Saved entries:
○ ○ ○

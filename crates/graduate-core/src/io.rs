use crate::error::Result;
use std::io::Write;
use std::path::Path;
use tempfile::NamedTempFile;

/// Atomically write `data` to `path` using a tempfile in the same directory.
/// Record files are rewritten whole, so a crash never leaves half a list.
pub fn atomic_write(path: &Path, data: &[u8]) -> Result<()> {
    if let Some(parent) = path.parent() {
        std::fs::create_dir_all(parent)?;
    }
    let dir = path.parent().unwrap_or(Path::new("."));
    let mut tmp = NamedTempFile::new_in(dir)?;
    tmp.write_all(data)?;
    tmp.persist(path).map_err(|e| e.error)?;
    Ok(())
}

/// Create a directory and all parents, idempotent.
pub fn ensure_dir(path: &Path) -> Result<()> {
    std::fs::create_dir_all(path)?;
    Ok(())
}

/// Read a line-oriented record file. A missing file reads as no lines.
/// Blank lines are dropped.
pub fn read_lines(path: &Path) -> Result<Vec<String>> {
    if !path.exists() {
        return Ok(Vec::new());
    }
    let content = std::fs::read_to_string(path)?;
    Ok(content
        .lines()
        .map(str::trim_end)
        .filter(|l| !l.trim().is_empty())
        .map(str::to_string)
        .collect())
}

/// Rewrite a record file with exactly `lines`, one per line.
pub fn write_lines(path: &Path, lines: &[String]) -> Result<()> {
    let mut content = lines.join("\n");
    if !content.is_empty() {
        content.push('\n');
    }
    atomic_write(path, content.as_bytes())
}

/// Append one record to a file, creating it (and its parents) if needed.
///
/// Inserts a newline first when the existing file does not already end
/// with one.
pub fn append_line(path: &Path, line: &str) -> Result<()> {
    if let Some(parent) = path.parent() {
        ensure_dir(parent)?;
    }
    let existing = if path.exists() {
        std::fs::read_to_string(path)?
    } else {
        String::new()
    };
    let sep = if existing.is_empty() || existing.ends_with('\n') {
        ""
    } else {
        "\n"
    };
    let mut f = std::fs::OpenOptions::new()
        .create(true)
        .append(true)
        .open(path)?;
    writeln!(f, "{sep}{line}")?;
    Ok(())
}
use serde::Serialize;

pub fn print_json<T: Serialize>(value: &T) -> anyhow::Result<()> {
    println!("{}", serde_json::to_string_pretty(value)?);
    Ok(())
}

/// Left-aligned columns two spaces apart, with a dashed rule under the
/// header. Cells past the last header are dropped.
pub fn print_table(headers: &[&str], rows: Vec<Vec<String>>) {
    for line in render_table(headers, &rows) {
        println!("{line}");
    }
}

fn render_table(headers: &[&str], rows: &[Vec<String>]) -> Vec<String> {
    let widths: Vec<usize> = headers
        .iter()
        .enumerate()
        .map(|(col, header)| {
            rows.iter()
                .filter_map(|row| row.get(col))
                .map(|cell| cell.chars().count())
                .fold(header.chars().count(), usize::max)
        })
        .collect();

    let rule: Vec<String> = widths.iter().map(|w| "-".repeat(*w)).collect();
    let mut lines = vec![render_row(headers, &widths), rule.join("  ")];
    lines.extend(rows.iter().map(|row| render_row(row.as_slice(), &widths)));
    lines
}

fn render_row<S: AsRef<str>>(cells: &[S], widths: &[usize]) -> String {
    let padded: Vec<String> = cells
        .iter()
        .zip(widths)
        .map(|(cell, width)| format!("{:<width$}", cell.as_ref(), width = *width))
        .collect();
    padded.join("  ").trim_end().to_string()
}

○ ○ ○

§ **PROBLEM TO WORK ON**
Beginning at the opening line of the data, transcribe each line exactly until you reach the line with "pub fn append_line(path: &Path, line: &str)", which you also include, and go no further.

§ **ANSWER**
filename crates/graduate-core/src/io.rs
use crate::error::Result;
use std::io::Write;
use std::path::Path;
use tempfile::NamedTempFile;

/// Atomically write `data` to `path` using a tempfile in the same directory.
/// Record files are rewritten whole, so a crash never leaves half a list.
pub fn atomic_write(path: &Path, data: &[u8]) -> Result<()> {
    if let Some(parent) = path.parent() {
        std::fs::create_dir_all(parent)?;
    }
    let dir = path.parent().unwrap_or(Path::new("."));
    let mut tmp = NamedTempFile::new_in(dir)?;
    tmp.write_all(data)?;
    tmp.persist(path).map_err(|e| e.error)?;
    Ok(())
}

/// Create a directory and all parents, idempotent.
pub fn ensure_dir(path: &Path) -> Result<()> {
    std::fs::create_dir_all(path)?;
    Ok(())
}

/// Read a line-oriented record file. A missing file reads as no lines.
/// Blank lines are dropped.
pub fn read_lines(path: &Path) -> Result<Vec<String>> {
    if !path.exists() {
        return Ok(Vec::new());
    }
    let content = std::fs::read_to_string(path)?;
    Ok(content
        .lines()
        .map(str::trim_end)
        .filter(|l| !l.trim().is_empty())
        .map(str::to_string)
        .collect())
}

/// Rewrite a record file with exactly `lines`, one per line.
pub fn write_lines(path: &Path, lines: &[String]) -> Result<()> {
    let mut content = lines.join("\n");
    if !content.is_empty() {
        content.push('\n');
    }
    atomic_write(path, content.as_bytes())
}

/// Append one record to a file, creating it (and its parents) if needed.
///
/// Inserts a newline first when the existing file does not already end
/// with one.
pub fn append_line(path: &Path, line: &str) -> Result<()> {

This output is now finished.